Just bought a house and this plant is growing on the side of my house. Someone told me that I should remove it as it will dry out the bricks and will make them crumble in the long term. Is that true? Should I remove this?

Thank you! :-)


i all

Posts

  • Ladybird4Ladybird4 Posts: 36,163
    Welcome to the forum Sohaiba. I think that you have a wisteria there but a closer view of the leaves would help to confirm.
    Your bricks look well pointed so you have nothing to worry about at all. Keep it controlled to where it is - i.e. don't let it scramble to the eaves of your roof - and you will be able to enjoy it.
    Cacoethes: An irresistible urge to do something inadvisable
  • DovefromaboveDovefromabove Posts: 83,737
    @obelixx has done gorgeous wisteria … hopefully she’ll see this and give you some advice on how to prune and care for it so you can enjoy its beautiful blooms. 

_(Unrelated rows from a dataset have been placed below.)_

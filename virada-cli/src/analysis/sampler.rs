use anyhow::{bail, Result};
use rand::distr::weighted::WeightedIndex;
use rand::prelude::Distribution;
use rand::rngs::StdRng;
use rand::SeedableRng;

use super::filters::passes_filters;
use super::{frequency_counts, POOL};
use virada_db::models::DRAW_SIZE;

pub const DEFAULT_MAX_ATTEMPTS: usize = 1_000_000;
const RECOMMEND_RETRIES: usize = 1000;

/// Viés de dezenas frias: quanto menos uma dezena saiu, maior o peso.
pub fn inverse_weights(history: &[[u8; DRAW_SIZE]]) -> [f64; POOL] {
    let counts = frequency_counts(history);
    let total: u32 = counts.iter().sum();
    let total = total.max(1);

    let mut weights = [0.0f64; POOL];
    for (weight, &count) in weights.iter_mut().zip(counts.iter()) {
        *weight = (total - count) as f64 / total as f64;
    }
    weights
}

fn rng_from_seed(seed: Option<u64>) -> StdRng {
    match seed {
        Some(s) => StdRng::seed_from_u64(s),
        None => StdRng::from_rng(&mut rand::rng()),
    }
}

// Amostragem ponderada com reposição: o mesmo jogo pode conter dezenas
// repetidas, comportamento herdado do gerador original.
fn weighted_game(dist: &WeightedIndex<f64>, size: usize, rng: &mut StdRng) -> Vec<u8> {
    let mut game: Vec<u8> = (0..size).map(|_| dist.sample(rng) as u8 + 1).collect();
    game.sort_unstable();
    game
}

fn uniform_game(size: usize, rng: &mut StdRng) -> Vec<u8> {
    let mut game: Vec<u8> = rand::seq::index::sample(rng, POOL, size)
        .iter()
        .map(|i| i as u8 + 1)
        .collect();
    game.sort_unstable();
    game
}

fn sampling_dist(history: &[[u8; DRAW_SIZE]]) -> Result<Option<WeightedIndex<f64>>> {
    if history.is_empty() {
        return Ok(None);
    }
    let dist = WeightedIndex::new(inverse_weights(history))?;
    Ok(Some(dist))
}

fn draw_game(
    dist: Option<&WeightedIndex<f64>>,
    size: usize,
    rng: &mut StdRng,
) -> Vec<u8> {
    match dist {
        Some(dist) => weighted_game(dist, size, rng),
        None => uniform_game(size, rng),
    }
}

/// Gera `quantity` jogos de 6 dezenas aprovados pelos filtros (ou sem
/// filtros com `bypass_filters`). O laço tem um teto explícito de
/// tentativas; ao esgotá-lo a geração falha em vez de rodar para sempre.
pub fn generate_games(
    history: &[[u8; DRAW_SIZE]],
    quantity: usize,
    bypass_filters: bool,
    seed: Option<u64>,
    max_attempts: usize,
) -> Result<Vec<Vec<u8>>> {
    let mut rng = rng_from_seed(seed);
    let dist = sampling_dist(history)?;

    let mut games = Vec::with_capacity(quantity);
    let mut attempts = 0usize;
    while games.len() < quantity {
        if attempts >= max_attempts {
            bail!(
                "Não foi possível gerar {} jogos que passem nos filtros após {} tentativas",
                quantity,
                max_attempts
            );
        }
        attempts += 1;

        let game = draw_game(dist.as_ref(), DRAW_SIZE, &mut rng);
        if bypass_filters || passes_filters(&game, history) {
            games.push(game);
        }
    }
    Ok(games)
}

/// Recomendação única de `size` dezenas. Nunca falha por causa dos
/// filtros: após esgotar as tentativas devolve o último candidato,
/// mesmo que ele viole alguma regra.
pub fn recommend(
    history: &[[u8; DRAW_SIZE]],
    size: usize,
    bypass_filters: bool,
    seed: Option<u64>,
) -> Result<Vec<u8>> {
    if size > POOL {
        bail!("Quantidade de dezenas inválida: {}", size);
    }
    let mut rng = rng_from_seed(seed);
    let dist = sampling_dist(history)?;

    let mut game = draw_game(dist.as_ref(), size, &mut rng);
    if bypass_filters || passes_filters(&game, history) {
        return Ok(game);
    }
    for _ in 0..RECOMMEND_RETRIES {
        game = draw_game(dist.as_ref(), size, &mut rng);
        if bypass_filters || passes_filters(&game, history) {
            return Ok(game);
        }
    }
    Ok(game)
}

    Gardening in Central Norfolk on improved gritty moraine over chalk ... free-draining.





  • LynLyn Posts: 21,868
    edited August 2021
    Plants that put out aerial  roots could destroy your brick work,  Wisteria doesn’t do that, it need wires to be tied to, its not self clinging. It won’t hurt your house at all. 
    Assuming it is a Wisteria,  it seems to have small pink flowers on closer inspection? 
    Gardening on the wild, windy west side of Dartmoor. 

  • bcpathomebcpathome Posts: 1,030
    Whoever told you that about it ruining the bricks is quite wrong . As has been said it is a beautiful plant and I envy you for it. Wait till next spring and you will be glad you kept it there .
  • ObelixxObelixx Posts: 29,098
    Looks to me like it's been planted away from the house walls and then well-trained along them.   It will not damage the brickwork.

    You do need to make sure there are enough training wires to continue guiding it along between the windows and you need to make sure that any long whippy stems do not head up under your gutters or roof tiles.   Other than that, In summer, you just need to guide new stems along the wires to extend its reach across the house and cut back any you can't tie in to 7 buds or leaf nodes.  This, along with the late winter prune will encourage flowers.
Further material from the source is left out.